Data supplied START
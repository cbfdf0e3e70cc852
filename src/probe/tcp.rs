//! TCP echo round-trip probe.

use std::sync::Arc;
use std::time::Instant;

use tokio::io::{AsyncReadExt, AsyncWriteExt};
use tokio::net::TcpStream;
use tokio::time::{timeout, timeout_at};

use super::{classify, random_payload, Op, ProbeError, CONTENT_ERROR, PING_SUCCESS};
use crate::config::{Host, ProbeConfig};
use crate::stats::{Protocol, StatisticsStore};

/// Probes one host over TCP: connect, send the payload, half-close the
/// write side to mark the request complete, then read the echo back.
pub struct TcpProbe {
    config: Arc<ProbeConfig>,
    host: Host,
    port: u16,
    store: Arc<StatisticsStore>,
    payload: Vec<u8>,
}

impl TcpProbe {
    pub fn new(
        config: Arc<ProbeConfig>,
        host: Host,
        port: u16,
        store: Arc<StatisticsStore>,
    ) -> Self {
        let payload = random_payload(config.tcp_size);
        Self {
            config,
            host,
            port,
            store,
            payload,
        }
    }

    pub fn host_name(&self) -> &str {
        &self.host.name
    }

    fn record(&self, kind: &str, value: f64) {
        self.store.add(&self.host.name, Protocol::Tcp, kind, value);
    }

    /// Run one round and record exactly one measurement.
    pub async fn execute(&self) {
        let start = Instant::now();
        match self.round_trip().await {
            Ok(echoed) if echoed == self.payload => {
                self.record(PING_SUCCESS, start.elapsed().as_secs_f64());
            }
            Ok(_) => {
                tracing::warn!(host = %self.host.name, "tcp echo payload mismatch");
                self.record(CONTENT_ERROR, 1.0);
            }
            Err(error) => {
                let kind = classify(&error);
                tracing::debug!(host = %self.host.name, %error, kind, "tcp round failed");
                self.record(&kind, 1.0);
            }
        }
    }

    async fn round_trip(&self) -> Result<Vec<u8>, ProbeError> {
        let address = format!("{}:{}", self.host.address, self.port);

        let mut stream = timeout(self.config.connection_timeout, TcpStream::connect(&address))
            .await
            .map_err(|_| ProbeError::timeout(Op::Connect, self.config.connection_timeout))?
            .map_err(|source| ProbeError::io(Op::Connect, source))?;

        // One absolute deadline covers the rest of the round; a peer that
        // accepts but never reads must not stall the probe loop.
        let deadline = tokio::time::Instant::now() + self.config.read_timeout;

        let request = async {
            stream.write_all(&self.payload).await?;
            // Half-close: the request has no framing, the server reads to EOF.
            stream.shutdown().await
        };
        timeout_at(deadline, request)
            .await
            .map_err(|_| ProbeError::timeout(Op::Write, self.config.read_timeout))?
            .map_err(|source| ProbeError::io(Op::Write, source))?;

        let mut echoed = vec![0u8; self.payload.len()];
        timeout_at(deadline, stream.read_exact(&mut echoed))
            .await
            .map_err(|_| ProbeError::timeout(Op::Read, self.config.read_timeout))?
            .map_err(|source| ProbeError::io(Op::Read, source))?;

        Ok(echoed)
    }
}
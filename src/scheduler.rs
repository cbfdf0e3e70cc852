//! Drives every registered probe on its own periodic timer.

use std::sync::Arc;

use parking_lot::Mutex;
use tokio::sync::broadcast;
use tokio::task::JoinHandle;
use tokio::time::MissedTickBehavior;

use crate::config::ProbeConfig;
use crate::probe::{probes_for_host, Probe};
use crate::stats::StatisticsStore;

/// Spawns one task per (host, enabled protocol) probe. Rounds for a
/// single probe never overlap; probes only share the statistics store.
pub struct Scheduler {
    config: Arc<ProbeConfig>,
    store: Arc<StatisticsStore>,
    stop_tx: broadcast::Sender<()>,
    tasks: Mutex<Vec<JoinHandle<()>>>,
}

impl Scheduler {
    pub fn new(config: Arc<ProbeConfig>, store: Arc<StatisticsStore>) -> Self {
        let (stop_tx, _) = broadcast::channel(1);
        Self {
            config,
            store,
            stop_tx,
            tasks: Mutex::new(Vec::new()),
        }
    }

    /// Register and start the probes implied by the configured hosts.
    pub fn start(&self) {
        let mut tasks = self.tasks.lock();
        for host in &self.config.hosts {
            for probe in probes_for_host(&self.config, host, &self.store) {
                tracing::info!(
                    host = probe.host_name(),
                    protocol = %probe.protocol(),
                    interval = ?self.config.ping_interval,
                    "scheduling probe"
                );
                tasks.push(tokio::spawn(run_probe_loop(
                    probe,
                    self.config.clone(),
                    self.stop_tx.subscribe(),
                )));
            }
        }
        tracing::info!(probes = tasks.len(), "scheduler started");
    }

    /// Number of probe tasks currently registered.
    pub fn probe_count(&self) -> usize {
        self.tasks.lock().len()
    }

    /// Signal every probe loop to stop and wait for the tasks to finish.
    /// The production binary runs until killed; this exists for orderly
    /// teardown in embedding code and tests.
    pub async fn shutdown(&self) {
        let _ = self.stop_tx.send(());
        let tasks = std::mem::take(&mut *self.tasks.lock());
        for task in tasks {
            let _ = task.await;
        }
        tracing::info!("scheduler stopped");
    }
}

/// One probe's timer loop. The round body runs inline, so a tick never
/// starts while the previous round is in flight; missed ticks are
/// skipped rather than queued.
async fn run_probe_loop(
    probe: Probe,
    config: Arc<ProbeConfig>,
    mut stop_rx: broadcast::Receiver<()>,
) {
    let mut ticker = tokio::time::interval(config.ping_interval);
    ticker.set_missed_tick_behavior(MissedTickBehavior::Skip);

    loop {
        tokio::select! {
            _ = stop_rx.recv() => break,
            _ = ticker.tick() => probe.execute().await,
        }
    }
}
//! Concurrency-safe time-series accumulator for probe measurements.
//!
//! Probes append under a (host, protocol) key; the statistics endpoint
//! drains the whole store. A single mutex serializes both paths.

use std::collections::HashMap;
use std::fmt;
use std::time::Duration;

use parking_lot::Mutex;
use serde::{Deserialize, Serialize};

/// Protocol label a measurement is recorded under.
#[derive(Debug, Clone, Copy, PartialEq, Eq, Hash, Serialize, Deserialize)]
#[serde(rename_all = "lowercase")]
pub enum Protocol {
    Tcp,
    Udp,
}

impl fmt::Display for Protocol {
    fn fmt(&self, f: &mut fmt::Formatter<'_>) -> fmt::Result {
        match self {
            Protocol::Tcp => f.write_str("tcp"),
            Protocol::Udp => f.write_str("udp"),
        }
    }
}

/// One recorded observation: a round-trip duration in seconds for
/// `ping_success`, or an occurrence count of 1.0 for error kinds.
#[derive(Debug, Clone, PartialEq, Serialize, Deserialize)]
pub struct Measurement {
    pub kind: String,
    /// Nanoseconds since the Unix epoch at the time of recording.
    pub timestamp: i64,
    pub value: f64,
}

pub type StatsDump = HashMap<String, HashMap<Protocol, Vec<Measurement>>>;

/// Shared measurement store. Series are insertion-ordered, oldest first;
/// once the oldest entry of a series outlives the retention period, the
/// next append discards the older half of that series.
pub struct StatisticsStore {
    retention_period: Duration,
    stats: Mutex<StatsDump>,
}

impl StatisticsStore {
    pub fn new(retention_period: Duration) -> Self {
        Self {
            retention_period,
            stats: Mutex::new(HashMap::new()),
        }
    }

    /// Append a measurement stamped with the current time.
    pub fn add(&self, host: &str, protocol: Protocol, kind: &str, value: f64) {
        self.add_at(host, protocol, kind, value, now_nanos());
    }

    fn add_at(&self, host: &str, protocol: Protocol, kind: &str, value: f64, timestamp: i64) {
        let mut stats = self.stats.lock();
        let series = stats
            .entry(host.to_string())
            .or_default()
            .entry(protocol)
            .or_default();

        if let Some(oldest) = series.first() {
            let age = timestamp.saturating_sub(oldest.timestamp);
            if age > self.retention_period.as_nanos() as i64 {
                // Drop the older half to bound memory; retention is
                // amortized, not an exact sliding window.
                let evicted = series.len() / 2;
                series.drain(..evicted);
                tracing::info!(host, %protocol, evicted, "truncated stale measurements");
            }
        }

        series.push(Measurement {
            kind: kind.to_string(),
            timestamp,
            value,
        });
    }

    /// Take the entire store contents, leaving it empty. Measurements are
    /// returned at most once; a caller that drops the result loses them.
    pub fn dump(&self) -> StatsDump {
        std::mem::take(&mut *self.stats.lock())
    }
}

fn now_nanos() -> i64 {
    // Saturates far outside any plausible process lifetime.
    chrono::Utc::now().timestamp_nanos_opt().unwrap_or(i64::MAX)
}
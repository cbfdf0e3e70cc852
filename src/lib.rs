//! echoprobe - fleet network-health prober.
//!
//! Periodically exercises TCP and UDP echo round-trips against a
//! configured set of hosts, verifies payload integrity, classifies
//! failures, and exposes the accumulated measurements over a
//! destructive-drain HTTP endpoint. The matching echo server lives in
//! [`echo`] and is started with the `server` subcommand.

pub mod config;
pub mod echo;
pub mod probe;
pub mod scheduler;
pub mod stats;
pub mod web;
use thiserror::Error;

/// Errors raised while loading a shader library or resolving its entry points.
///
/// Every variant is reported before any GPU object is created.
#[derive(Debug, Error)]
pub enum ShaderError {
    #[error("failed to parse shader library `{label}`:\n{message}")]
    Parse { label: String, message: String },

    #[error("shader library `{label}` failed validation:\n{message}")]
    Validation { label: String, message: String },

    #[error("no entry point named `{name}` in shader library `{label}`")]
    MissingEntryPoint { label: String, name: String },

    #[error("entry point `{name}` is a {found} shader, expected a {expected} shader")]
    StageMismatch {
        name: String,
        expected: &'static str,
        found: &'static str,
    },

    #[error(
        "shader library `{label}` does not declare a uniform at @group({group}) @binding({binding})"
    )]
    MissingViewportBinding {
        label: String,
        group: u32,
        binding: u32,
    },
}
Data supplied END
### Task to complete:
Locate and copy each line in the data above that includes the word "classify".

### Solution to this exercise:
use super::{classify, random_payload, Op, ProbeError, CONTENT_ERROR, PING_SUCCESS};
                let kind = classify(&error);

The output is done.